Down to the last line, repeat the records exactly.

Stored data
════════════════════
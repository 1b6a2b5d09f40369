mod backend;
mod commands;
mod config;
mod format;
mod session;
mod types;

use backend::BackendClient;
use commands::AppState;
use session::ScanSession;
use std::sync::Mutex;
use tauri::Manager;

#[cfg_attr(mobile, tauri::mobile_entry_point)]
pub fn run() {
    tauri::Builder::default()
        .plugin(tauri_plugin_dialog::init())
        .plugin(tauri_plugin_opener::init())
        .setup(|app| {
            let data_dir = app.path().app_data_dir().map_err(|e| e.to_string())?;
            // Load .env from the app data dir so users can point the app at
            // another backend without rebuilding (Settings -> Open app data folder)
            let env_path = data_dir.join(".env");
            if env_path.exists() {
                let _ = dotenvy::from_path(&env_path);
            }
            let client = BackendClient::from_env()?;
            app.manage(AppState {
                session: Mutex::new(ScanSession::default()),
                client,
                data_dir,
            });
            Ok(())
        })
        .invoke_handler(tauri::generate_handler![
            commands::get_app_version,
            commands::get_app_data_path,
            commands::open_app_data_folder,
            commands::get_backend_url,
            commands::get_sheet_url,
            commands::save_sheet_url,
            commands::get_session,
            commands::select_file,
            commands::clear_file,
            commands::scan_document,
            commands::update_review_field,
            commands::update_review_item,
            commands::submit_review,
            commands::discard_review,
        ])
        .run(tauri::generate_context!())
        .expect("error while running tauri application");
}
//! Canonical formatting for reviewed field values. Every function is pure
//! and idempotent: re-formatting already-formatted output is a no-op, so the
//! same routine runs on raw OCR output and on every user edit.

use crate::types::{DocumentFields, LineItem};

/// CNPJ: digits only, truncated to 14, grouped as `NN.NNN.NNN/NNNN-NN`.
/// Shorter input formats partially (separators appear only once the next
/// digit group is started).
pub fn format_cnpj(raw: &str) -> String {
    let mut out = String::with_capacity(18);
    for (i, c) in raw
        .chars()
        .filter(|c| c.is_ascii_digit())
        .take(14)
        .enumerate()
    {
        match i {
            2 | 5 => out.push('.'),
            8 => out.push('/'),
            12 => out.push('-'),
            _ => {}
        }
        out.push(c);
    }
    out
}

/// Issue date: digits only, truncated to 8, grouped as `DD/MM/YYYY`.
pub fn format_date(raw: &str) -> String {
    let mut out = String::with_capacity(10);
    for (i, c) in raw
        .chars()
        .filter(|c| c.is_ascii_digit())
        .take(8)
        .enumerate()
    {
        if i == 2 || i == 4 {
            out.push('/');
        }
        out.push(c);
    }
    out
}

/// Monetary/quantity values: strip everything but digits and commas, then
/// keep only the final comma as the decimal separator ("1,234,56" becomes
/// "1234,56").
pub fn format_number(raw: &str) -> String {
    let kept: Vec<char> = raw
        .chars()
        .filter(|c| c.is_ascii_digit() || *c == ',')
        .collect();
    let last_comma = kept.iter().rposition(|c| *c == ',');
    kept.iter()
        .enumerate()
        .filter(|(i, c)| **c != ',' || Some(*i) == last_comma)
        .map(|(_, c)| *c)
        .collect()
}

/// Route a field edit through the formatter for its key. Overflow keys have
/// no format class and are stored verbatim.
pub fn format_field(key: &str, value: &str) -> String {
    match key {
        "cnpj" => format_cnpj(value),
        "data_emissao" => format_date(value),
        "valor_total" => format_number(value),
        _ => value.to_string(),
    }
}

/// Route a line-item edit through the formatter for its key.
pub fn format_item_field(key: &str, value: &str) -> String {
    match key {
        "quantidade" | "preco_total" => format_number(value),
        _ => value.to_string(),
    }
}

/// Bring a freshly parsed scan response into canonical display format.
pub fn normalize_fields(fields: &mut DocumentFields) {
    fields.cnpj = format_cnpj(&fields.cnpj);
    fields.data_emissao = format_date(&fields.data_emissao);
    fields.valor_total = format_number(&fields.valor_total);
}

pub fn normalize_item(item: &mut LineItem) {
    item.quantidade = format_number(&item.quantidade);
    item.preco_total = format_number(&item.preco_total);
}

#[cfg(test)]
mod tests {
    use super::*;

    #[test]
    fn cnpj_full_length() {
        assert_eq!(format_cnpj("12345678000199"), "12.345.678/0001-99");
    }

    #[test]
    fn cnpj_strips_noise_and_truncates() {
        assert_eq!(format_cnpj("12.345.678/0001-99"), "12.345.678/0001-99");
        assert_eq!(format_cnpj("12345678000199999"), "12.345.678/0001-99");
        assert_eq!(format_cnpj("ab12cd34"), "12.34");
    }

    #[test]
    fn cnpj_partial_input() {
        assert_eq!(format_cnpj(""), "");
        assert_eq!(format_cnpj("1"), "1");
        assert_eq!(format_cnpj("12"), "12");
        assert_eq!(format_cnpj("123"), "12.3");
        assert_eq!(format_cnpj("123456789"), "12.345.678/9");
    }

    #[test]
    fn cnpj_idempotent() {
        let once = format_cnpj("12345678000199");
        assert_eq!(format_cnpj(&once), once);
        let partial = format_cnpj("12345");
        assert_eq!(format_cnpj(&partial), partial);
    }

    #[test]
    fn date_full_and_partial() {
        assert_eq!(format_date("01012024"), "01/01/2024");
        assert_eq!(format_date("0101"), "01/01");
        assert_eq!(format_date("010"), "01/0");
        assert_eq!(format_date(""), "");
        assert_eq!(format_date("01-01-2024 extra"), "01/01/2024");
    }

    #[test]
    fn date_idempotent() {
        let once = format_date("01012024");
        assert_eq!(format_date(&once), once);
    }

    #[test]
    fn number_keeps_last_comma_only() {
        assert_eq!(format_number("1,234,56"), "1234,56");
        assert_eq!(format_number("1,2,3,4"), "123,4");
    }

    #[test]
    fn number_strips_currency_noise() {
        // Dots are not decimal separators here; they are stripped outright.
        assert_eq!(format_number("R$ 1.234,56"), "1234,56");
        assert_eq!(format_number("12,00"), "12,00");
        assert_eq!(format_number("abc"), "");
    }

    #[test]
    fn number_idempotent() {
        let once = format_number("1,234,56");
        assert_eq!(format_number(&once), once);
    }

    #[test]
    fn field_routing() {
        assert_eq!(format_field("cnpj", "12345678000199"), "12.345.678/0001-99");
        assert_eq!(format_field("data_emissao", "01012024"), "01/01/2024");
        assert_eq!(format_field("valor_total", "1,234,56"), "1234,56");
        assert_eq!(format_field("observacao", "as typed"), "as typed");
        assert_eq!(format_item_field("quantidade", "2,0"), "2,0");
        assert_eq!(format_item_field("descricao", "Caixa 12x"), "Caixa 12x");
    }
}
════════════════════
▸ Final answer
repository 1b6a2b5d09f40369
mod backend;
mod commands;
mod config;
mod format;
mod session;
mod types;

use backend::BackendClient;
use commands::AppState;
use session::ScanSession;
use std::sync::Mutex;
use tauri::Manager;

#[cfg_attr(mobile, tauri::mobile_entry_point)]
pub fn run() {
    tauri::Builder::default()
        .plugin(tauri_plugin_dialog::init())
        .plugin(tauri_plugin_opener::init())
        .setup(|app| {
            let data_dir = app.path().app_data_dir().map_err(|e| e.to_string())?;
            // Load .env from the app data dir so users can point the app at
            // another backend without rebuilding (Settings -> Open app data folder)
            let env_path = data_dir.join(".env");
            if env_path.exists() {
                let _ = dotenvy::from_path(&env_path);
            }
            let client = BackendClient::from_env()?;
            app.manage(AppState {
                session: Mutex::new(ScanSession::default()),
                client,
                data_dir,
            });
            Ok(())
        })
        .invoke_handler(tauri::generate_handler![
            commands::get_app_version,
            commands::get_app_data_path,
            commands::open_app_data_folder,
            commands::get_backend_url,
            commands::get_sheet_url,
            commands::save_sheet_url,
            commands::get_session,
            commands::select_file,
            commands::clear_file,
            commands::scan_document,
            commands::update_review_field,
            commands::update_review_item,
            commands::submit_review,
            commands::discard_review,
        ])
        .run(tauri::generate_context!())
        .expect("error while running tauri application");
}
//! Canonical formatting for reviewed field values. Every function is pure
//! and idempotent: re-formatting already-formatted output is a no-op, so the
//! same routine runs on raw OCR output and on every user edit.

use crate::types::{DocumentFields, LineItem};

/// CNPJ: digits only, truncated to 14, grouped as `NN.NNN.NNN/NNNN-NN`.
/// Shorter input formats partially (separators appear only once the next
/// digit group is started).
pub fn format_cnpj(raw: &str) -> String {
    let mut out = String::with_capacity(18);
    for (i, c) in raw
        .chars()
        .filter(|c| c.is_ascii_digit())
        .take(14)
        .enumerate()
    {
        match i {
            2 | 5 => out.push('.'),
            8 => out.push('/'),
            12 => out.push('-'),
            _ => {}
        }
        out.push(c);
    }
    out
}

/// Issue date: digits only, truncated to 8, grouped as `DD/MM/YYYY`.
pub fn format_date(raw: &str) -> String {
    let mut out = String::with_capacity(10);
    for (i, c) in raw
        .chars()
        .filter(|c| c.is_ascii_digit())
        .take(8)
        .enumerate()
    {
        if i == 2 || i == 4 {
            out.push('/');
        }
        out.push(c);
    }
    out
}

/// Monetary/quantity values: strip everything but digits and commas, then
/// keep only the final comma as the decimal separator ("1,234,56" becomes
/// "1234,56").
pub fn format_number(raw: &str) -> String {
    let kept: Vec<char> = raw
        .chars()
        .filter(|c| c.is_ascii_digit() || *c == ',')
        .collect();
    let last_comma = kept.iter().rposition(|c| *c == ',');
    kept.iter()
        .enumerate()
        .filter(|(i, c)| **c != ',' || Some(*i) == last_comma)
        .map(|(_, c)| *c)
        .collect()
}

/// Route a field edit through the formatter for its key. Overflow keys have
/// no format class and are stored verbatim.
pub fn format_field(key: &str, value: &str) -> String {
    match key {
        "cnpj" => format_cnpj(value),
        "data_emissao" => format_date(value),
        "valor_total" => format_number(value),
        _ => value.to_string(),
    }
}

/// Route a line-item edit through the formatter for its key.
pub fn format_item_field(key: &str, value: &str) -> String {
    match key {
        "quantidade" | "preco_total" => format_number(value),
        _ => value.to_string(),
    }
}

/// Bring a freshly parsed scan response into canonical display format.
pub fn normalize_fields(fields: &mut DocumentFields) {
    fields.cnpj = format_cnpj(&fields.cnpj);
    fields.data_emissao = format_date(&fields.data_emissao);
    fields.valor_total = format_number(&fields.valor_total);
}

pub fn normalize_item(item: &mut LineItem) {
    item.quantidade = format_number(&item.quantidade);
    item.preco_total = format_number(&item.preco_total);
}

#[cfg(test)]
mod tests {
    use super::*;

    #[test]
    fn cnpj_full_length() {
        assert_eq!(format_cnpj("12345678000199"), "12.345.678/0001-99");
    }

    #[test]
    fn cnpj_strips_noise_and_truncates() {
        assert_eq!(format_cnpj("12.345.678/0001-99"), "12.345.678/0001-99");
        assert_eq!(format_cnpj("12345678000199999"), "12.345.678/0001-99");
        assert_eq!(format_cnpj("ab12cd34"), "12.34");
    }

    #[test]
    fn cnpj_partial_input() {
        assert_eq!(format_cnpj(""), "");
        assert_eq!(format_cnpj("1"), "1");
        assert_eq!(format_cnpj("12"), "12");
        assert_eq!(format_cnpj("123"), "12.3");
        assert_eq!(format_cnpj("123456789"), "12.345.678/9");
    }

    #[test]
    fn cnpj_idempotent() {
        let once = format_cnpj("12345678000199");
        assert_eq!(format_cnpj(&once), once);
        let partial = format_cnpj("12345");
        assert_eq!(format_cnpj(&partial), partial);
    }

    #[test]
    fn date_full_and_partial() {
        assert_eq!(format_date("01012024"), "01/01/2024");
        assert_eq!(format_date("0101"), "01/01");
        assert_eq!(format_date("010"), "01/0");
        assert_eq!(format_date(""), "");
        assert_eq!(format_date("01-01-2024 extra"), "01/01/2024");
    }

    #[test]
    fn date_idempotent() {
        let once = format_date("01012024");
        assert_eq!(format_date(&once), once);
    }

    #[test]
    fn number_keeps_last_comma_only() {
        assert_eq!(format_number("1,234,56"), "1234,56");
        assert_eq!(format_number("1,2,3,4"), "123,4");
    }

    #[test]
    fn number_strips_currency_noise() {
        // Dots are not decimal separators here; they are stripped outright.
        assert_eq!(format_number("R$ 1.234,56"), "1234,56");
        assert_eq!(format_number("12,00"), "12,00");
        assert_eq!(format_number("abc"), "");
    }

    #[test]
    fn number_idempotent() {
        let once = format_number("1,234,56");
        assert_eq!(format_number(&once), once);
    }

    #[test]
    fn field_routing() {
        assert_eq!(format_field("cnpj", "12345678000199"), "12.345.678/0001-99");
        assert_eq!(format_field("data_emissao", "01012024"), "01/01/2024");
        assert_eq!(format_field("valor_total", "1,234,56"), "1234,56");
        assert_eq!(format_field("observacao", "as typed"), "as typed");
        assert_eq!(format_item_field("quantidade", "2,0"), "2,0");
        assert_eq!(format_item_field("descricao", "Caixa 12x"), "Caixa 12x");
    }
}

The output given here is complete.